#### Your goal
Only the lines from the beginning of the data below through the line that contains "(None, Some(to)) =>" should be repeated, exactly as written.

#### Given information
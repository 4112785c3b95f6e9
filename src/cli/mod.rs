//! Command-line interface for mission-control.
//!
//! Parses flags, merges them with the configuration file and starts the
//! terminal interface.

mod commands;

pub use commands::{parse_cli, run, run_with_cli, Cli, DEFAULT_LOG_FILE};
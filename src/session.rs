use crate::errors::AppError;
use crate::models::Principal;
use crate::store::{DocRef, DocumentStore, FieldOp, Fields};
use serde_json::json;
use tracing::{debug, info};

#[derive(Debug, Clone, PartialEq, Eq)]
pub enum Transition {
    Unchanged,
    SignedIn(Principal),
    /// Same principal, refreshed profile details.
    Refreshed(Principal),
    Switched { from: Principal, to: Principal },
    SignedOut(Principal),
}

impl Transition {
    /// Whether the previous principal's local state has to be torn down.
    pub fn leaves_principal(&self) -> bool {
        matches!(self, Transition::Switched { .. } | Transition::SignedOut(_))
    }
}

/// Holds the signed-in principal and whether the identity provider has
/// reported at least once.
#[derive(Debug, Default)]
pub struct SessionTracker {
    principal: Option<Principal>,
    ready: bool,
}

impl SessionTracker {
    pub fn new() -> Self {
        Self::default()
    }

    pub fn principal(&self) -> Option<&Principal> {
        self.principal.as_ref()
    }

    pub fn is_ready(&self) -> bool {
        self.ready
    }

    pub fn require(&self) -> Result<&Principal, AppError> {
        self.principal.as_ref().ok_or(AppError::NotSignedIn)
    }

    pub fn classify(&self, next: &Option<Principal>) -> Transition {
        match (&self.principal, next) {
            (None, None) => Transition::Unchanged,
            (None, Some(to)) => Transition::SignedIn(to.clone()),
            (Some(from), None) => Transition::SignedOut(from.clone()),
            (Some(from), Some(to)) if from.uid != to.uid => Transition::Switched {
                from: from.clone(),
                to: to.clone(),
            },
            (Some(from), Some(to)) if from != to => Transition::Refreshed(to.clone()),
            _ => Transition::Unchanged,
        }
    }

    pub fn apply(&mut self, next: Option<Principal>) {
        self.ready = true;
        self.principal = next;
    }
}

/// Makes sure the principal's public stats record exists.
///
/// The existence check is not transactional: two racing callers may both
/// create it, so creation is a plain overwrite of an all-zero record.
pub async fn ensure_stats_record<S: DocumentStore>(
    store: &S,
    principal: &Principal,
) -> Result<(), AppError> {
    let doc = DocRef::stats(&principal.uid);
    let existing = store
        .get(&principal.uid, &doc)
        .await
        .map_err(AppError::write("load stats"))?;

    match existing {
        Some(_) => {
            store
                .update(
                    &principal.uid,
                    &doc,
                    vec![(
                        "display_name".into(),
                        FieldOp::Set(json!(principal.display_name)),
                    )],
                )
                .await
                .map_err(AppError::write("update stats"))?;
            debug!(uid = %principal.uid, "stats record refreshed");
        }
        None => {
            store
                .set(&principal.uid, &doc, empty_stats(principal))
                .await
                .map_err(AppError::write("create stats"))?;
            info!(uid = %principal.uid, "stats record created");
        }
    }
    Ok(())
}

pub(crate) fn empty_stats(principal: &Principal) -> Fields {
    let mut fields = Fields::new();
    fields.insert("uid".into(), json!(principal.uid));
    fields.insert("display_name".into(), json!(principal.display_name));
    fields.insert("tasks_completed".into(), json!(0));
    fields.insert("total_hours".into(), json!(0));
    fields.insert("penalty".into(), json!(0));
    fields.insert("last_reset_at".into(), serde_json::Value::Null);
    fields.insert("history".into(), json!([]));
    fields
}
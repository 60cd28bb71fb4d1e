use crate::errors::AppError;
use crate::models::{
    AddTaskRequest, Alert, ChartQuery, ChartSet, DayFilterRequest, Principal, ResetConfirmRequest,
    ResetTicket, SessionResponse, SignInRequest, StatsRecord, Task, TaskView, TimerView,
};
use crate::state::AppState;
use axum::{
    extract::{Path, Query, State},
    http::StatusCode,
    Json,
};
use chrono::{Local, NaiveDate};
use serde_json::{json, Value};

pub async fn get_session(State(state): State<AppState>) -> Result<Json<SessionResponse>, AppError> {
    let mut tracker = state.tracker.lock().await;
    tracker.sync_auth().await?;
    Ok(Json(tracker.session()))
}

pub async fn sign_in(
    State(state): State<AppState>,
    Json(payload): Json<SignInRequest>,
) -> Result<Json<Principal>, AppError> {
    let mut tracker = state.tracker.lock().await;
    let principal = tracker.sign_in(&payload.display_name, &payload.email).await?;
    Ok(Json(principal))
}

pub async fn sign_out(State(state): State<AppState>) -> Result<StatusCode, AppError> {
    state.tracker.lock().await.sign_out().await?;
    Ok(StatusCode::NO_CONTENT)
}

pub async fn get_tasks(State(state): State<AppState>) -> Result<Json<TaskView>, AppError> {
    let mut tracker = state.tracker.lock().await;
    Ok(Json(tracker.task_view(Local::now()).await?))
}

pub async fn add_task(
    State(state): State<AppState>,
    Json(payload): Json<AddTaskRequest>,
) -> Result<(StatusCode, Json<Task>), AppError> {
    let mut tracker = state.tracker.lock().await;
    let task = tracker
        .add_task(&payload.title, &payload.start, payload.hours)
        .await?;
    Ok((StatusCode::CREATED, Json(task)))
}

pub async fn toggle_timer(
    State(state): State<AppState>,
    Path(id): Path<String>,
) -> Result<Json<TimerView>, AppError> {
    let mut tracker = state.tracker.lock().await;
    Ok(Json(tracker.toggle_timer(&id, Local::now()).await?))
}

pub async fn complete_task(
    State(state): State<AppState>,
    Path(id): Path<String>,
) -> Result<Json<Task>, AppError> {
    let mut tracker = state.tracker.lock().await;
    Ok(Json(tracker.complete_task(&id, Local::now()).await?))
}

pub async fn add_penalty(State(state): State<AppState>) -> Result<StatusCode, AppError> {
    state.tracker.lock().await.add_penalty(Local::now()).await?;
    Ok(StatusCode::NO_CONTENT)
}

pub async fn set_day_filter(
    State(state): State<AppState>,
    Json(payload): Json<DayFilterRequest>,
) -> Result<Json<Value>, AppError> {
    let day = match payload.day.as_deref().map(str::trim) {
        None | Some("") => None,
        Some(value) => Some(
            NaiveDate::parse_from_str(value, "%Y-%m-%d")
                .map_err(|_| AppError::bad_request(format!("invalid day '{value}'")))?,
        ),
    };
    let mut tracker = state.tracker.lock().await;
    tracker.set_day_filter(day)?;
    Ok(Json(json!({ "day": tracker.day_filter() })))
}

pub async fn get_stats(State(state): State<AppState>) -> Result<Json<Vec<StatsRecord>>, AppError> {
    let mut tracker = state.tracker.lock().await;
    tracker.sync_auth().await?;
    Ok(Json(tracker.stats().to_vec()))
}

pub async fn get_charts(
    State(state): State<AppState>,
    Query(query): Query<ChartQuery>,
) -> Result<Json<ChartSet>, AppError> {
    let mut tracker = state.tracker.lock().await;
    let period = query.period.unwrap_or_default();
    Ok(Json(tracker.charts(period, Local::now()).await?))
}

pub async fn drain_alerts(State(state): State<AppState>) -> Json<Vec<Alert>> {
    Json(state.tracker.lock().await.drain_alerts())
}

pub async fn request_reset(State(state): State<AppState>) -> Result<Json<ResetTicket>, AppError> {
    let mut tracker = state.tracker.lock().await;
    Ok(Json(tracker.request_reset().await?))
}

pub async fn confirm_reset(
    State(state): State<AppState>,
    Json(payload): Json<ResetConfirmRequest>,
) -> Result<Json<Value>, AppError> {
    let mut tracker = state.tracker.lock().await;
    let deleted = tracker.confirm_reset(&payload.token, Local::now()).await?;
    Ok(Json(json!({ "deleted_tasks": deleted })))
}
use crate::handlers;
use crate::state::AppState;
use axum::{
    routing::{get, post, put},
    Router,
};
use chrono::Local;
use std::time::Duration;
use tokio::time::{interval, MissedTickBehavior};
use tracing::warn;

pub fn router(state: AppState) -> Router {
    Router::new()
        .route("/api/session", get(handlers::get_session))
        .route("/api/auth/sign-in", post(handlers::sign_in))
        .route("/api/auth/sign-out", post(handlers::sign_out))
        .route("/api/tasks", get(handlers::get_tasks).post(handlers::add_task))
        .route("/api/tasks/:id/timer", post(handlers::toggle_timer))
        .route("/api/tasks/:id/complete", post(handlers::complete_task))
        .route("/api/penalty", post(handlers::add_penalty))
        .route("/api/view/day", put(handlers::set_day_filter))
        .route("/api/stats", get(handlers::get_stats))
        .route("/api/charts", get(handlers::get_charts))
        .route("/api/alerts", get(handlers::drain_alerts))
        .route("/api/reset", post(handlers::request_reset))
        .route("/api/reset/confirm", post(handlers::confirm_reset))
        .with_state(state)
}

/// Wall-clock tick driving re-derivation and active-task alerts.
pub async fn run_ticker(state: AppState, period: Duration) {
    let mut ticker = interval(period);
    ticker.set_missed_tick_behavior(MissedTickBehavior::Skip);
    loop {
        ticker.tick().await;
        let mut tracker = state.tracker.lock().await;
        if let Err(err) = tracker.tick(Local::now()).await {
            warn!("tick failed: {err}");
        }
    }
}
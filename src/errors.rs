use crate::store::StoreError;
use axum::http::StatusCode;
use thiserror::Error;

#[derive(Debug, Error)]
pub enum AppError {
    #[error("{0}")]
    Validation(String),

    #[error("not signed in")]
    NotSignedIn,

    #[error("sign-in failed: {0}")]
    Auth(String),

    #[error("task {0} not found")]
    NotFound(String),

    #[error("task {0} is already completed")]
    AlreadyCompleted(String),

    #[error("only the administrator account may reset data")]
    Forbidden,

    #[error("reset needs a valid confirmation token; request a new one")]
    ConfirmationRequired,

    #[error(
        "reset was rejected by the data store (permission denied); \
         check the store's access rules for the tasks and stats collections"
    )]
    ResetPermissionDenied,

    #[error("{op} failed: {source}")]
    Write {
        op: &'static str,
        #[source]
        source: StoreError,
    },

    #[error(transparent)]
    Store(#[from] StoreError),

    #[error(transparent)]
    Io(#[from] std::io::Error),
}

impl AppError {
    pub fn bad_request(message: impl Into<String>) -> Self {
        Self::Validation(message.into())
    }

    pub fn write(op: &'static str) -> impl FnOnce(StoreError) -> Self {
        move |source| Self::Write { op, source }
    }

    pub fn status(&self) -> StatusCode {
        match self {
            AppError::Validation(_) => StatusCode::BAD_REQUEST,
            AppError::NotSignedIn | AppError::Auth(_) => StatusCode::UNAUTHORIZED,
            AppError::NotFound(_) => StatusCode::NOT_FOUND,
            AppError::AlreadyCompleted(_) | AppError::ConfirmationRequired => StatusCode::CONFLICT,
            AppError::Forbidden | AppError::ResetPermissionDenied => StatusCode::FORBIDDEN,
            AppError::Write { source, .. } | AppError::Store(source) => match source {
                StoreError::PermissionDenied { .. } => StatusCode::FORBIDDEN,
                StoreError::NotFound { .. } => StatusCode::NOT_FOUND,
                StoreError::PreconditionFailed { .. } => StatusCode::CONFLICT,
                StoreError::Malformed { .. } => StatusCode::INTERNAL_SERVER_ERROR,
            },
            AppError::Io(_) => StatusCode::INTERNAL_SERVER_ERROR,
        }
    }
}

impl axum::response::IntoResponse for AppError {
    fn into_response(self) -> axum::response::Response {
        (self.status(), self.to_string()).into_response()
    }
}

#### Exercise response
repository 4112785c3b95f6e9
filename src/cli/mod.rs
//! Command-line interface for mission-control.
//!
//! Parses flags, merges them with the configuration file and starts the
//! terminal interface.

mod commands;

pub use commands::{parse_cli, run, run_with_cli, Cli, DEFAULT_LOG_FILE};
filename src/session.rs
use crate::errors::AppError;
use crate::models::Principal;
use crate::store::{DocRef, DocumentStore, FieldOp, Fields};
use serde_json::json;
use tracing::{debug, info};

#[derive(Debug, Clone, PartialEq, Eq)]
pub enum Transition {
    Unchanged,
    SignedIn(Principal),
    /// Same principal, refreshed profile details.
    Refreshed(Principal),
    Switched { from: Principal, to: Principal },
    SignedOut(Principal),
}

impl Transition {
    /// Whether the previous principal's local state has to be torn down.
    pub fn leaves_principal(&self) -> bool {
        matches!(self, Transition::Switched { .. } | Transition::SignedOut(_))
    }
}

/// Holds the signed-in principal and whether the identity provider has
/// reported at least once.
#[derive(Debug, Default)]
pub struct SessionTracker {
    principal: Option<Principal>,
    ready: bool,
}

impl SessionTracker {
    pub fn new() -> Self {
        Self::default()
    }

    pub fn principal(&self) -> Option<&Principal> {
        self.principal.as_ref()
    }

    pub fn is_ready(&self) -> bool {
        self.ready
    }

    pub fn require(&self) -> Result<&Principal, AppError> {
        self.principal.as_ref().ok_or(AppError::NotSignedIn)
    }

    pub fn classify(&self, next: &Option<Principal>) -> Transition {
        match (&self.principal, next) {
            (None, None) => Transition::Unchanged,
            (None, Some(to)) => Transition::SignedIn(to.clone()),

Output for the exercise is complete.